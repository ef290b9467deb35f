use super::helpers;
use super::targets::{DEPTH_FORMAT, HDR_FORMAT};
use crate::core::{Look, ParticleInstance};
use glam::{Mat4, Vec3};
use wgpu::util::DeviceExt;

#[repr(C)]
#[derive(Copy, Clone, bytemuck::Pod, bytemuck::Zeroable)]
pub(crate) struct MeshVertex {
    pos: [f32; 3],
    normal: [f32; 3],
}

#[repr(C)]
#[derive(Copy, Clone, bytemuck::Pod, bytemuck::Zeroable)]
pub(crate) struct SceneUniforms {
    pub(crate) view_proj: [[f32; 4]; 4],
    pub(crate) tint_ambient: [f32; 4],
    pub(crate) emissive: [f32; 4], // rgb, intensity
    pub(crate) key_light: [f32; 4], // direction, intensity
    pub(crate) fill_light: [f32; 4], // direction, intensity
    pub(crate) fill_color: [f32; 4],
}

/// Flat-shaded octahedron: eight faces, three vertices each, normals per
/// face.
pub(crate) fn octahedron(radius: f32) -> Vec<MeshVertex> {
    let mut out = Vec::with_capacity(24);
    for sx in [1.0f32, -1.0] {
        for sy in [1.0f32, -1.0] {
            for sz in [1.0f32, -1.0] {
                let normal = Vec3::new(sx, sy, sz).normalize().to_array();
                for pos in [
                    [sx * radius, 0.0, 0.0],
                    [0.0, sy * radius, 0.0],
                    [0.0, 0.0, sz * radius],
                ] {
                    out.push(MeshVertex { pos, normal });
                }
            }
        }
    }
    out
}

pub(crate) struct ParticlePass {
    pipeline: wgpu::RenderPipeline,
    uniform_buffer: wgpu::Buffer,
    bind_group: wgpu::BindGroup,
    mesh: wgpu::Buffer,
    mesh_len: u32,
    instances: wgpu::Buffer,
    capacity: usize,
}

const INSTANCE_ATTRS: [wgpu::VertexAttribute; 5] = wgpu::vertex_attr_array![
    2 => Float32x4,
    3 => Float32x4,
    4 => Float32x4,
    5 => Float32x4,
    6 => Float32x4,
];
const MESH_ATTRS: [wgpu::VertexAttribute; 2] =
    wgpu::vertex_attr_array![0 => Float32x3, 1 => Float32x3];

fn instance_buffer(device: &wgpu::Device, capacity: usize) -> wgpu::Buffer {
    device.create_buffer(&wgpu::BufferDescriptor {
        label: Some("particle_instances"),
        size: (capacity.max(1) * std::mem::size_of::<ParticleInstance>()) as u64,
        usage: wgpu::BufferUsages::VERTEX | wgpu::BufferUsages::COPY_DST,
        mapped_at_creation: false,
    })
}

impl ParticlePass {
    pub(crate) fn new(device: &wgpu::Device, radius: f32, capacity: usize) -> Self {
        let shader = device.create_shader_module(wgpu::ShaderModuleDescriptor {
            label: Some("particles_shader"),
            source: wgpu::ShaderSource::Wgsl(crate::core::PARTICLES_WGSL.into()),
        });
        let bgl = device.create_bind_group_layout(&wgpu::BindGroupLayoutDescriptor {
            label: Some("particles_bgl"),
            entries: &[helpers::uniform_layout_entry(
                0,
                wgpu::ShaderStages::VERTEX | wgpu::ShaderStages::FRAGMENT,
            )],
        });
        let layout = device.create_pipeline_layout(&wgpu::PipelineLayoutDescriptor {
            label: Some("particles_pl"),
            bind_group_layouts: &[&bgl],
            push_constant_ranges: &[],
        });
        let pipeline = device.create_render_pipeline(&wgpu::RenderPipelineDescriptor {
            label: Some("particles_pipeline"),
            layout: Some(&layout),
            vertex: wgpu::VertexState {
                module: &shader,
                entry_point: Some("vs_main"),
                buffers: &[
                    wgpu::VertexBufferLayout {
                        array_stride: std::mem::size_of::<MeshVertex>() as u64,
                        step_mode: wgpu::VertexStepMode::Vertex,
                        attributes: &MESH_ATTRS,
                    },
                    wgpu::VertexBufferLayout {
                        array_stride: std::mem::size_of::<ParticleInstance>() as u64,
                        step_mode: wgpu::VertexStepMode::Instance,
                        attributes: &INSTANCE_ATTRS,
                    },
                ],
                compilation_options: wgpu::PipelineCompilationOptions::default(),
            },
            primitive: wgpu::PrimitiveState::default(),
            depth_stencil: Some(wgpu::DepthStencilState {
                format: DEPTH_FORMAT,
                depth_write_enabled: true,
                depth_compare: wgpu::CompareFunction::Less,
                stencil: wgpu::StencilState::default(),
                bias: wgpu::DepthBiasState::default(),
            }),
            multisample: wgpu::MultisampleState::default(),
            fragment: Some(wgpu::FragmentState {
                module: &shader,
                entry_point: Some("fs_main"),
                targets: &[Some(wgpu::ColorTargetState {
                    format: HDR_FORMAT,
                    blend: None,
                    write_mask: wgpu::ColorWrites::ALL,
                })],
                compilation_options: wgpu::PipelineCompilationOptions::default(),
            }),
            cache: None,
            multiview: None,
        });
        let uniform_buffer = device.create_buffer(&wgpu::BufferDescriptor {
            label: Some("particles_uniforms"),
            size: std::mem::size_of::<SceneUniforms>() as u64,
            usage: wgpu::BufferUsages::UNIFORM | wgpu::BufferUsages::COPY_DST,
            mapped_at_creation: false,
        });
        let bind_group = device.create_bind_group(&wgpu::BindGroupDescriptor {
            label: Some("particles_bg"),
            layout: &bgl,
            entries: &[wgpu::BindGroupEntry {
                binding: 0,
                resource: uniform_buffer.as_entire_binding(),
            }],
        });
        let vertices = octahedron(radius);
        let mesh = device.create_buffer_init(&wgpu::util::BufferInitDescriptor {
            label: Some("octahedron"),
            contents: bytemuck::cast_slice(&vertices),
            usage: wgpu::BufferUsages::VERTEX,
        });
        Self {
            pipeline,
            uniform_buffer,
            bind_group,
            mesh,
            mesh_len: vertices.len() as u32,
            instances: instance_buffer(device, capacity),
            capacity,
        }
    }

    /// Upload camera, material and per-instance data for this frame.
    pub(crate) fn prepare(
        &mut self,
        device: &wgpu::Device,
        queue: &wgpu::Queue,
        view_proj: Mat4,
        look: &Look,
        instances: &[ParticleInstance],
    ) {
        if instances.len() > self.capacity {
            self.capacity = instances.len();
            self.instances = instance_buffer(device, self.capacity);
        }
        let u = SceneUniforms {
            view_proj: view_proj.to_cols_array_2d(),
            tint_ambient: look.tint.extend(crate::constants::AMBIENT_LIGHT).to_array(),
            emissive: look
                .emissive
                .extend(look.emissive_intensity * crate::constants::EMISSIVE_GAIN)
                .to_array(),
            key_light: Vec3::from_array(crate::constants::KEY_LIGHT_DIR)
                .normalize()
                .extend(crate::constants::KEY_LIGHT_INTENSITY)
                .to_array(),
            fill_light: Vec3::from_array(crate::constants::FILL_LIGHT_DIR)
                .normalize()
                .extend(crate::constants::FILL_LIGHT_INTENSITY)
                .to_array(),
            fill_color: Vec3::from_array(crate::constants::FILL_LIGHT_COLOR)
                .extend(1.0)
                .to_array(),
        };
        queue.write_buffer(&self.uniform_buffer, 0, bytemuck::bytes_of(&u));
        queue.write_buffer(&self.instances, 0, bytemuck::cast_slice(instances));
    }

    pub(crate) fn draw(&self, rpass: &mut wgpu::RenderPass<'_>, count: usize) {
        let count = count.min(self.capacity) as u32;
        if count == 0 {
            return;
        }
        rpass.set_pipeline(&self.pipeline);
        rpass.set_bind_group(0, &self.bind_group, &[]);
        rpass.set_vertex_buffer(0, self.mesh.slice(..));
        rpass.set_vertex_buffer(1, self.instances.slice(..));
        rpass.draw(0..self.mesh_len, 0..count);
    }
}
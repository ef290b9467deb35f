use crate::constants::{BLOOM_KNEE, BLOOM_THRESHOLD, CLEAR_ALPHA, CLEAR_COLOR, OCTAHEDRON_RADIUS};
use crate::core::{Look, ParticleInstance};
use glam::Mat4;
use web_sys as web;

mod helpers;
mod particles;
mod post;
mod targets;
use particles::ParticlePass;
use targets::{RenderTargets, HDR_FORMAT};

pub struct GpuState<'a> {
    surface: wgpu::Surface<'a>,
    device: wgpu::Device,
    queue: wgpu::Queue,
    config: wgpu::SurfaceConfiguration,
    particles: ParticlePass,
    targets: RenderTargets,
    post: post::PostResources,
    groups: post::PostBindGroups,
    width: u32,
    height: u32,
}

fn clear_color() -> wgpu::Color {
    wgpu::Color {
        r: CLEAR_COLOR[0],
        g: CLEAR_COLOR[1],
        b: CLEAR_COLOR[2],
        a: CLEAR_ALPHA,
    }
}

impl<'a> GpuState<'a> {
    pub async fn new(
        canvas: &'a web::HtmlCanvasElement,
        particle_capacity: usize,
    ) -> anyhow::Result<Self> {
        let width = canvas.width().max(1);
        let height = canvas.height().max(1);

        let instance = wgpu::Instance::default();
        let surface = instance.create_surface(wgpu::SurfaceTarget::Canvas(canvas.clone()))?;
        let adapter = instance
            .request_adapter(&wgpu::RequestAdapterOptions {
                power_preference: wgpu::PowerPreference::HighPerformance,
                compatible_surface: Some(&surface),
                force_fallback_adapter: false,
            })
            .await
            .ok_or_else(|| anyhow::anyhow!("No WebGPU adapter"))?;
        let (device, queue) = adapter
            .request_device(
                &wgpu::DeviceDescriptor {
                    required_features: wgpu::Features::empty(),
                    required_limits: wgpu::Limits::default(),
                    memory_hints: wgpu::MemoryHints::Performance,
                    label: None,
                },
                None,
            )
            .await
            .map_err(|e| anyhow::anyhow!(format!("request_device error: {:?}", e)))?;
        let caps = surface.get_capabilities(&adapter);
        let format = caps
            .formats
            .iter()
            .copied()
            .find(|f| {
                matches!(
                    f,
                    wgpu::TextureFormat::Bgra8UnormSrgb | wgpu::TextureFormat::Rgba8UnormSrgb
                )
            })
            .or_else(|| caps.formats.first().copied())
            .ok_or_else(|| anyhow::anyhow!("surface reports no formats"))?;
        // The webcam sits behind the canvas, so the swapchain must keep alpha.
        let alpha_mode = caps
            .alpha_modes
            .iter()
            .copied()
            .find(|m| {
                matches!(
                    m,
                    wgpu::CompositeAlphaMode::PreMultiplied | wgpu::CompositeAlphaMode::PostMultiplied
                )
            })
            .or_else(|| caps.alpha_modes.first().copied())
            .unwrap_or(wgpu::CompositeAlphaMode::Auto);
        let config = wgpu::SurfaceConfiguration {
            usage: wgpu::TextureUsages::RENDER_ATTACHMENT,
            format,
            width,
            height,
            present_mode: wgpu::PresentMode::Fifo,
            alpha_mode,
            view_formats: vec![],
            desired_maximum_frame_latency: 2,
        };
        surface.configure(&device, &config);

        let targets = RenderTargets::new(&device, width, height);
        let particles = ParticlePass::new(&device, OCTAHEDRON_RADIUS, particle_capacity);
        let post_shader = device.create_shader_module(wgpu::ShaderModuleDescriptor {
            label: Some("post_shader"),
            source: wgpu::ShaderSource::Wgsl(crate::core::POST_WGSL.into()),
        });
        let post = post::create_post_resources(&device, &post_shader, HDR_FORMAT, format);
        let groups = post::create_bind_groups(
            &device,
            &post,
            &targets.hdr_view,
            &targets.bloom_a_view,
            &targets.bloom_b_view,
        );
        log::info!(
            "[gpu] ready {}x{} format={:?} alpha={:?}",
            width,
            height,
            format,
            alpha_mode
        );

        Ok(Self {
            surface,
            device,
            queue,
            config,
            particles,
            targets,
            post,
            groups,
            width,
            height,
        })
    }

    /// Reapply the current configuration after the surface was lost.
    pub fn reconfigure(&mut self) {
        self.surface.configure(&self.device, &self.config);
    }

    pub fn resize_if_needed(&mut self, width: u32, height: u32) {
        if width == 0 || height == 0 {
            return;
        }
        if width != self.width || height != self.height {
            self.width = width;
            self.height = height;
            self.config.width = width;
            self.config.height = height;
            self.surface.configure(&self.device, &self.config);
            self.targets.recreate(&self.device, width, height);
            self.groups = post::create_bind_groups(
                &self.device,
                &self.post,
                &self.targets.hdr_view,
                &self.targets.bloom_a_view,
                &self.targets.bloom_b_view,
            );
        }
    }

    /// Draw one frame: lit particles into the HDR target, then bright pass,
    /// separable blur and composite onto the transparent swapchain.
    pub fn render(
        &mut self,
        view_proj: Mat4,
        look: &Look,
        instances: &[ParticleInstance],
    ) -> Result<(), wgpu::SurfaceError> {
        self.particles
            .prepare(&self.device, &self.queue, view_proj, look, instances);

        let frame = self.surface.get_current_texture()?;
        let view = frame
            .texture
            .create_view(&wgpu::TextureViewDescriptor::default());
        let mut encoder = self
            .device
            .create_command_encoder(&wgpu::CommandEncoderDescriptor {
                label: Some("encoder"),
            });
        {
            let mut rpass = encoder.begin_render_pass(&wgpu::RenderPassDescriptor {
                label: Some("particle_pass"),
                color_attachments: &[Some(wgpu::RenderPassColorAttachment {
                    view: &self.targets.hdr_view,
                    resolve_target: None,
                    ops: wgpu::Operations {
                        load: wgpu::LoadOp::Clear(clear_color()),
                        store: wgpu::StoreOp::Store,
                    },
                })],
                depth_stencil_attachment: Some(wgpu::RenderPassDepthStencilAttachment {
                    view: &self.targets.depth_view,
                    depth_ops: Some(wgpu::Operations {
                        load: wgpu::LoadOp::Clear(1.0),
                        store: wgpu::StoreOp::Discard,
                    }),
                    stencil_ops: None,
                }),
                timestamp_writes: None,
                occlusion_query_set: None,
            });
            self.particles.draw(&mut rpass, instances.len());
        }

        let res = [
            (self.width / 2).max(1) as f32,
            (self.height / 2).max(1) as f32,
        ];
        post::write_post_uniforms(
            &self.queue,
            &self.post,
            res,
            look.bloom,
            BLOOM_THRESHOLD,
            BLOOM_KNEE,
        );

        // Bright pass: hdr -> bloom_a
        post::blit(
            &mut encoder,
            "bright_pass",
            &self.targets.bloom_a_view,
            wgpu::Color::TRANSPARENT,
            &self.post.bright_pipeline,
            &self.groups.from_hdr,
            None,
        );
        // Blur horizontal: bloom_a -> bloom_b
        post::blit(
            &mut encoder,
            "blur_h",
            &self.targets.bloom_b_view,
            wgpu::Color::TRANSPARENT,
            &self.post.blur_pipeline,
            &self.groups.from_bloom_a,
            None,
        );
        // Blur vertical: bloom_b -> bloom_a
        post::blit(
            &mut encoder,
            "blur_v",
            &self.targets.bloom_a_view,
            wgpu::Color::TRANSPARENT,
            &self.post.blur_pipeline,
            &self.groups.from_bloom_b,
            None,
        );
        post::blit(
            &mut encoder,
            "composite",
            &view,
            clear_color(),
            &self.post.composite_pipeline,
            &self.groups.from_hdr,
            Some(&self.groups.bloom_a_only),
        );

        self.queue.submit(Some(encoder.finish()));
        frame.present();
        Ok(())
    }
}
----------------
If a line in the data above includes the string "entries", copy it.

■ Task answer ■
            entries: &[helpers::uniform_layout_entry(
            entries: &[wgpu::BindGroupEntry {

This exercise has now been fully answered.